Research in Motion hasn’t had good news to report in an awfully long time, and that streak continued during its most recent quarter. RIM missed analyst targets for revenue, earnings per share, and BlackBerry shipments as it scrambles to stay relevant before the launch of its desperately needed BlackBerry 10 handsets later this year.
The company has started losing money: $125 million, to be exact, after it was forced to take two big charges related to goodwill (likely the evaporation of value in QNX) as well as “an inventory provision taken primarily on certain BlackBerry7 products,” the company said in an earnings release. Separately, RIM announced it plans to reduce its workforce again, with The Globe and Mail reporting the cuts will involve “high-level employees.”
Jim Balsillie, who was RIM’s co-CEO before stepping down earlier this year, is now leaving RIM’s board of directors, the company said. David Yach, CTO for software, and Jim Rowan, COO for global operations, are also leaving the company.
By the numbers:
- Revenue was $4.2 billion, down 19 percent compared to RIM’s third quarter and down 24 percent compared to a year ago. Analysts were looking for $4.5 billion in revenue.

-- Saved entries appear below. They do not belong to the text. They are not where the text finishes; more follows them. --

//! Text configuration and the text renderer.
//!
//! [`TextSettings`] is the boundary form (every field optional, deserialized from JSON or built
//! from CLI flags). [`TextSettings::resolve`] merges it with the default table and yields a
//! [`TextConfig`], in which every field is present.

use std::fmt;
use std::str::FromStr;

use serde::{Deserialize, Serialize};

use crate::foundation::error::{TextBehindError, TextBehindResult};

pub(crate) mod render;

/// Default font family.
pub const DEFAULT_FONT: &str = "Arial";
/// Default font size in pixels.
pub const DEFAULT_FONT_SIZE: f64 = 20.0;
/// Default fill color.
pub const DEFAULT_COLOR: &str = "black";

/// Text direction on the surface.
#[derive(
    Clone, Copy, Debug, Default, PartialEq, Eq, Serialize, Deserialize, clap::ValueEnum,
)]
#[serde(rename_all = "lowercase")]
pub enum Orientation {
    /// Left-to-right along the x axis.
    #[default]
    Horizontal,
    /// Rotated 90 degrees, reading bottom-to-top.
    Vertical,
}

/// Anchor point in surface pixel coordinates.
#[derive(Clone, Copy, Debug, Default, PartialEq, Serialize, Deserialize)]
pub struct Position {
    /// Horizontal coordinate.
    pub x: f64,
    /// Vertical coordinate (y axis points down).
    pub y: f64,
}

impl Position {
    /// Construct a position.
    pub fn new(x: f64, y: f64) -> Self {
        Self { x, y }
    }
}

/// Fully resolved text configuration for one pipeline run.
#[derive(Clone, Debug, PartialEq)]
pub struct TextConfig {
    /// Font-family identifier.
    pub font: String,
    /// Font size in pixels, finite and > 0.
    pub font_size: f64,
    /// CSS fill color.
    pub color: String,
    /// Orientation.
    pub orientation: Orientation,
    /// Text to draw; empty draws nothing.
    pub content: String,
    /// Anchor point; for vertical text this is the anchor in the rotated, final view.
    pub position: Position,
}

impl Default for TextConfig {
    fn default() -> Self {
        Self {
            font: DEFAULT_FONT.to_string(),
            font_size: DEFAULT_FONT_SIZE,
            color: DEFAULT_COLOR.to_string(),
            orientation: Orientation::Horizontal,
            content: String::new(),
            position: Position::default(),
        }
    }
}

impl TextConfig {
    /// Surface font for this configuration.
    pub fn font_spec(&self) -> FontSpec {
        FontSpec {
            size_px: self.font_size,
            family: self.font.clone(),
        }
    }

    /// Check the numeric invariants.
    pub fn validate(&self) -> TextBehindResult<()> {
        if !self.font_size.is_finite() || self.font_size <= 0.0 {
            return Err(TextBehindError::validation(format!(
                "font size must be finite and > 0 (got {})",
                self.font_size
            )));
        }
        if !self.position.x.is_finite() || !self.position.y.is_finite() {
            return Err(TextBehindError::validation("text position must be finite"));
        }
        if self.font.trim().is_empty() {
            return Err(TextBehindError::validation("font family must be non-empty"));
        }
        Ok(())
    }
}

/// Partial text settings as supplied by a caller.
#[derive(Clone, Debug, Default, PartialEq, Serialize, Deserialize)]
#[serde(default, rename_all = "camelCase", deny_unknown_fields)]
pub struct TextSettings {
    /// Font-family identifier.
    pub font: Option<String>,
    /// Font size in pixels.
    pub font_size: Option<f64>,
    /// CSS fill color.
    pub color: Option<String>,
    /// Orientation.
    pub orientation: Option<Orientation>,
    /// Text to draw.
    pub content: Option<String>,
    /// Anchor point.
    pub position: Option<Position>,
}

impl TextSettings {
    /// Overlay `other` on top of `self`: fields set in `other` win.
    pub fn merged_with(self, other: TextSettings) -> TextSettings {
        TextSettings {
            font: other.font.or(self.font),
            font_size: other.font_size.or(self.font_size),
            color: other.color.or(self.color),
            orientation: other.orientation.or(self.orientation),
            content: other.content.or(self.content),
            position: other.position.or(self.position),
        }
    }

    /// Fill missing fields from the default table and validate.
    pub fn resolve(self) -> TextBehindResult<TextConfig> {
        let defaults = TextConfig::default();
        let cfg = TextConfig {
            font: self.font.unwrap_or(defaults.font),
            font_size: self.font_size.unwrap_or(defaults.font_size),
            color: self.color.unwrap_or(defaults.color),
            orientation: self.orientation.unwrap_or(defaults.orientation),
            content: self.content.unwrap_or(defaults.content),
            position: self.position.unwrap_or(defaults.position),
        };
        cfg.validate()?;
        Ok(cfg)
    }
}

/// Surface font in CSS shorthand form, `"{size}px {family}"`.
#[derive(Clone, Debug, PartialEq)]
pub struct FontSpec {
    /// Font size in pixels.
    pub size_px: f64,
    /// Font-family identifier.
    pub family: String,
}

impl Default for FontSpec {
    fn default() -> Self {
        Self {
            size_px: 10.0,
            family: "sans-serif".to_string(),
        }
    }
}

impl fmt::Display for FontSpec {
    fn fmt(&self, f: &mut fmt::Formatter<'_>) -> fmt::Result {
        write!(f, "{}px {}", self.size_px, self.family)
    }
}

impl FromStr for FontSpec {
    type Err = TextBehindError;

    fn from_str(s: &str) -> Result<Self, Self::Err> {
        let s = s.trim();
        let (size, family) = s
            .split_once(char::is_whitespace)
            .ok_or_else(|| TextBehindError::validation(format!("invalid font \"{s}\"")))?;
        let size_px = size
            .strip_suffix("px")
            .and_then(|v| v.parse::<f64>().ok())
            .filter(|v| v.is_finite() && *v > 0.0)
            .ok_or_else(|| TextBehindError::validation(format!("invalid font size in \"{s}\"")))?;
        let family = family.trim();
        if family.is_empty() {
            return Err(TextBehindError::validation(format!(
                "missing font family in \"{s}\""
            )));
        }
        Ok(Self {
            size_px,
            family: family.to_string(),
        })
    }
}

#[cfg(test)]
#[path = "../tests/unit/text/config.rs"]
mod tests;
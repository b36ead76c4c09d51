use super::*;
use crate::foundation::core::Rgba8;

#[test]
fn records_calls_in_order() {
    let mut s = RecordingSurface::new(4, 4);
    s.save();
    s.set_font(&FontSpec {
        size_px: 20.0,
        family: "Arial".into(),
    });
    s.set_fill_color("black");
    s.fill_text("", 1.0, 2.0).unwrap();
    s.restore();

    assert_eq!(s.ops()[0], SurfaceOp::Save);
    assert_eq!(s.ops()[1], SurfaceOp::SetFont("20px Arial".to_string()));
    assert_eq!(s.ops()[2], SurfaceOp::SetFillColor("black".to_string()));
    assert!(matches!(s.ops()[3], SurfaceOp::FillText(ref t) if t.text.is_empty()));
    assert_eq!(s.ops()[4], SurfaceOp::Restore);
    assert_eq!(s.text_draws().count(), 1);
}

#[test]
fn draw_image_composites_at_offset_and_clips() {
    let mut s = RecordingSurface::new(4, 4);
    let img = RasterImage::solid(2, 2, [255, 0, 0, 255]);
    s.draw_image(&img, 3.0, 1.0).unwrap();
    let frame = s.snapshot().unwrap();
    assert_eq!(frame.pixel(3, 1), Some([255, 0, 0, 255]));
    assert_eq!(frame.pixel(3, 2), Some([255, 0, 0, 255]));
    assert_eq!(frame.pixel(2, 1), Some([0, 0, 0, 0]));
    assert_eq!(frame.pixel(3, 3), Some([0, 0, 0, 0]));
}

#[test]
fn draw_image_rejects_rotations() {
    let mut s = RecordingSurface::new(4, 4);
    s.rotate(0.5);
    let img = RasterImage::solid(1, 1, [0, 0, 0, 255]);
    assert!(s.draw_image(&img, 0.0, 0.0).is_err());
}

#[test]
fn empty_text_leaves_pixels_untouched() {
    let mut s = RecordingSurface::new(8, 8);
    s.set_font(&FontSpec {
        size_px: 8.0,
        family: "Arial".into(),
    });
    s.fill_text("", 4.0, 4.0).unwrap();
    assert!(s.snapshot().unwrap().data.iter().all(|&b| b == 0));
}

#[test]
fn text_block_is_centered_on_anchor() {
    let mut s = RecordingSurface::new(40, 40);
    s.set_font(&FontSpec {
        size_px: 10.0,
        family: "Arial".into(),
    });
    s.set_fill_color("#0000ff");
    s.set_text_align(TextAlign::Center);
    s.set_text_baseline(TextBaseline::Middle);
    // Two chars at 10px: a 12x10 block centered at (20, 20).
    s.fill_text("HI", 20.0, 20.0).unwrap();
    let frame = s.snapshot().unwrap();
    let blue = Rgba8::opaque(0, 0, 255).premultiplied().to_array();
    assert_eq!(frame.pixel(14, 15), Some(blue));
    assert_eq!(frame.pixel(25, 24), Some(blue));
    assert_eq!(frame.pixel(13, 20), Some([0, 0, 0, 0]));
    assert_eq!(frame.pixel(26, 20), Some([0, 0, 0, 0]));
    assert_eq!(frame.pixel(20, 14), Some([0, 0, 0, 0]));
    assert_eq!(frame.pixel(20, 25), Some([0, 0, 0, 0]));
}

#[test]
fn text_draw_reports_device_anchor_and_angle() {
    let mut s = RecordingSurface::new(10, 10);
    s.rotate(-std::f64::consts::FRAC_PI_2);
    s.fill_text("x", -7.0, 3.0).unwrap();
    let draw = s.text_draws().next().unwrap();
    let p = draw.device_anchor();
    assert!((p.x - 3.0).abs() < 1e-9);
    assert!((p.y - 7.0).abs() < 1e-9);
    assert!((draw.device_angle() + std::f64::consts::FRAC_PI_2).abs() < 1e-9);
}

#[test]
fn provider_rejects_empty_surfaces() {
    let provider = RecordingSurfaceProvider;
    assert!(matches!(
        provider.create_surface(0, 5),
        Err(TextBehindError::SurfaceUnavailable(_))
    ));
    let s = provider.create_surface(3, 2).unwrap();
    assert_eq!((s.width(), s.height()), (3, 2));
}
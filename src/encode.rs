//! Output encoding of composited frames.

use std::fmt;
use std::str::FromStr;

use base64::Engine as _;
use image::ImageEncoder as _;
use serde::{Deserialize, Serialize};

use crate::foundation::core::unpremultiply_rgba8_in_place;
use crate::foundation::error::{TextBehindError, TextBehindResult};
use crate::render::FrameRGBA;

/// JPEG quality used for `jpg` output.
pub const JPEG_QUALITY: u8 = 92;

/// Encoded output format.
#[derive(
    Clone, Copy, Debug, Default, PartialEq, Eq, Hash, Serialize, Deserialize, clap::ValueEnum,
)]
#[serde(rename_all = "lowercase")]
pub enum OutputFormat {
    /// PNG, straight alpha.
    #[default]
    Png,
    /// JPEG, alpha composited over black.
    #[serde(alias = "jpeg")]
    #[value(alias = "jpeg")]
    Jpg,
    /// Lossless WebP, straight alpha.
    Webp,
}

impl OutputFormat {
    /// MIME type of encoded bytes.
    pub fn mime_type(self) -> &'static str {
        match self {
            Self::Png => "image/png",
            Self::Jpg => "image/jpeg",
            Self::Webp => "image/webp",
        }
    }

    /// Conventional file extension, without the dot.
    pub fn extension(self) -> &'static str {
        match self {
            Self::Png => "png",
            Self::Jpg => "jpg",
            Self::Webp => "webp",
        }
    }
}

impl fmt::Display for OutputFormat {
    fn fmt(&self, f: &mut fmt::Formatter<'_>) -> fmt::Result {
        f.write_str(self.extension())
    }
}

impl FromStr for OutputFormat {
    type Err = TextBehindError;

    fn from_str(s: &str) -> Result<Self, Self::Err> {
        match s.trim().to_ascii_lowercase().as_str() {
            "png" => Ok(Self::Png),
            "jpg" | "jpeg" => Ok(Self::Jpg),
            "webp" => Ok(Self::Webp),
            other => Err(TextBehindError::validation(format!(
                "unsupported output format \"{other}\" (expected png, jpg or webp)"
            ))),
        }
    }
}

/// Encoded image bytes tagged with their format.
#[derive(Clone, Debug, PartialEq, Eq)]
pub struct EncodedImage {
    /// Format of `bytes`.
    pub format: OutputFormat,
    /// Encoded file contents.
    pub bytes: Vec<u8>,
}

impl EncodedImage {
    /// MIME type of the encoded bytes.
    pub fn mime_type(&self) -> &'static str {
        self.format.mime_type()
    }

    /// `data:` URL carrying the bytes in base64.
    pub fn to_data_url(&self) -> String {
        format!(
            "data:{};base64,{}",
            self.mime_type(),
            base64::engine::general_purpose::STANDARD.encode(&self.bytes)
        )
    }
}

/// Encode a surface snapshot.
///
/// PNG and WebP keep the alpha channel (straight). JPEG has none: the premultiplied color is
/// written as is, which is the frame composited over black.
pub fn encode_frame(frame: &FrameRGBA, format: OutputFormat) -> TextBehindResult<EncodedImage> {
    frame.validate()?;
    let (w, h) = (frame.width, frame.height);
    let mut bytes = Vec::new();

    let res = match format {
        OutputFormat::Png => image::codecs::png::PngEncoder::new(&mut bytes).write_image(
            &straight_rgba(frame),
            w,
            h,
            image::ExtendedColorType::Rgba8,
        ),
        OutputFormat::Webp => image::codecs::webp::WebPEncoder::new_lossless(&mut bytes)
            .write_image(&straight_rgba(frame), w, h, image::ExtendedColorType::Rgba8),
        OutputFormat::Jpg => image::codecs::jpeg::JpegEncoder::new_with_quality(
            &mut bytes,
            JPEG_QUALITY,
        )
        .write_image(&rgb_over_black(frame), w, h, image::ExtendedColorType::Rgb8),
    };
    res.map_err(|e| TextBehindError::encode(format!("{format} encoding failed: {e}")))?;

    tracing::debug!(%format, width = w, height = h, bytes = bytes.len(), "encoded frame");
    Ok(EncodedImage { format, bytes })
}

fn straight_rgba(frame: &FrameRGBA) -> Vec<u8> {
    let mut data = frame.data.clone();
    if frame.premultiplied {
        unpremultiply_rgba8_in_place(&mut data);
    }
    data
}

fn rgb_over_black(frame: &FrameRGBA) -> Vec<u8> {
    let mut rgb = Vec::with_capacity((frame.data.len() / 4) * 3);
    for px in frame.data.chunks_exact(4) {
        if frame.premultiplied {
            rgb.extend_from_slice(&px[..3]);
        } else {
            let a = u16::from(px[3]);
            rgb.extend(
                px[..3]
                    .iter()
                    .map(|&c| ((u16::from(c) * a + 127) / 255) as u8),
            );
        }
    }
    rgb
}

#[cfg(test)]
#[path = "../tests/unit/encode.rs"]
mod tests;
use super::*;

#[test]
fn missing_settings_resolve_to_default_table() {
    let cfg = TextSettings::default().resolve().unwrap();
    assert_eq!(cfg.font, "Arial");
    assert_eq!(cfg.font_size, 20.0);
    assert_eq!(cfg.color, "black");
    assert_eq!(cfg.orientation, Orientation::Horizontal);
    assert_eq!(cfg.content, "");
    assert_eq!(cfg.position, Position::new(0.0, 0.0));
    assert_eq!(cfg, TextConfig::default());
}

#[test]
fn partial_settings_keep_given_fields() {
    let settings: TextSettings = serde_json::from_str(
        r#"{ "content": "HELLO", "fontSize": 64, "orientation": "vertical" }"#,
    )
    .unwrap();
    let cfg = settings.resolve().unwrap();
    assert_eq!(cfg.content, "HELLO");
    assert_eq!(cfg.font_size, 64.0);
    assert_eq!(cfg.orientation, Orientation::Vertical);
    assert_eq!(cfg.font, "Arial");
    assert_eq!(cfg.color, "black");
}

#[test]
fn unknown_fields_are_rejected() {
    assert!(serde_json::from_str::<TextSettings>(r#"{ "fontsize": 3 }"#).is_err());
}

#[test]
fn merged_with_prefers_the_overlay() {
    let base = TextSettings {
        content: Some("base".into()),
        color: Some("red".into()),
        ..Default::default()
    };
    let overlay = TextSettings {
        content: Some("top".into()),
        ..Default::default()
    };
    let merged = base.merged_with(overlay);
    assert_eq!(merged.content.as_deref(), Some("top"));
    assert_eq!(merged.color.as_deref(), Some("red"));
}

#[test]
fn invalid_sizes_and_positions_are_rejected() {
    for size in [0.0, -3.0, f64::NAN, f64::INFINITY] {
        let err = TextSettings {
            font_size: Some(size),
            ..Default::default()
        }
        .resolve()
        .unwrap_err();
        assert!(matches!(err, TextBehindError::Validation(_)));
    }
    let err = TextSettings {
        position: Some(Position::new(f64::NAN, 0.0)),
        ..Default::default()
    }
    .resolve()
    .unwrap_err();
    assert!(matches!(err, TextBehindError::Validation(_)));
}

#[test]
fn font_spec_formats_css_shorthand() {
    let cfg = TextConfig {
        font: "Impact".into(),
        font_size: 20.0,
        ..Default::default()
    };
    assert_eq!(cfg.font_spec().to_string(), "20px Impact");
    let spec = FontSpec {
        size_px: 12.5,
        family: "DejaVu Sans".into(),
    };
    assert_eq!(spec.to_string(), "12.5px DejaVu Sans");
}

#[test]
fn font_spec_parses_back() {
    let spec: FontSpec = "48px 'Open Sans', serif".parse().unwrap();
    assert_eq!(spec.size_px, 48.0);
    assert_eq!(spec.family, "'Open Sans', serif");
    assert_eq!(spec.to_string().parse::<FontSpec>().unwrap(), spec);

    assert!("48 Arial".parse::<FontSpec>().is_err());
    assert!("0px Arial".parse::<FontSpec>().is_err());
    assert!("12px".parse::<FontSpec>().is_err());
}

- The company’s net loss of $125 million is thanks to two major charges: $346 million in after-tax charges related to goodwill reductions (typically employed when the value of an acquired asset no longer holds as much water) and $197 million in after-tax charges related to the BlackBerry 7 inventory write-offs, which is a big problem. It’s going to be a long time before RIM has new handsets for consumers, and the inventory write-off suggests that nobody is buying RIM’s current products. Excluding the charges, net income was $418 million, or $0.80 a share. Analysts wanted $0.81 a share.
- BlackBerry shipments during the quarter were 11.1 million, down 21 percent from RIM’s third quarter and 14.9 million shipments a year ago.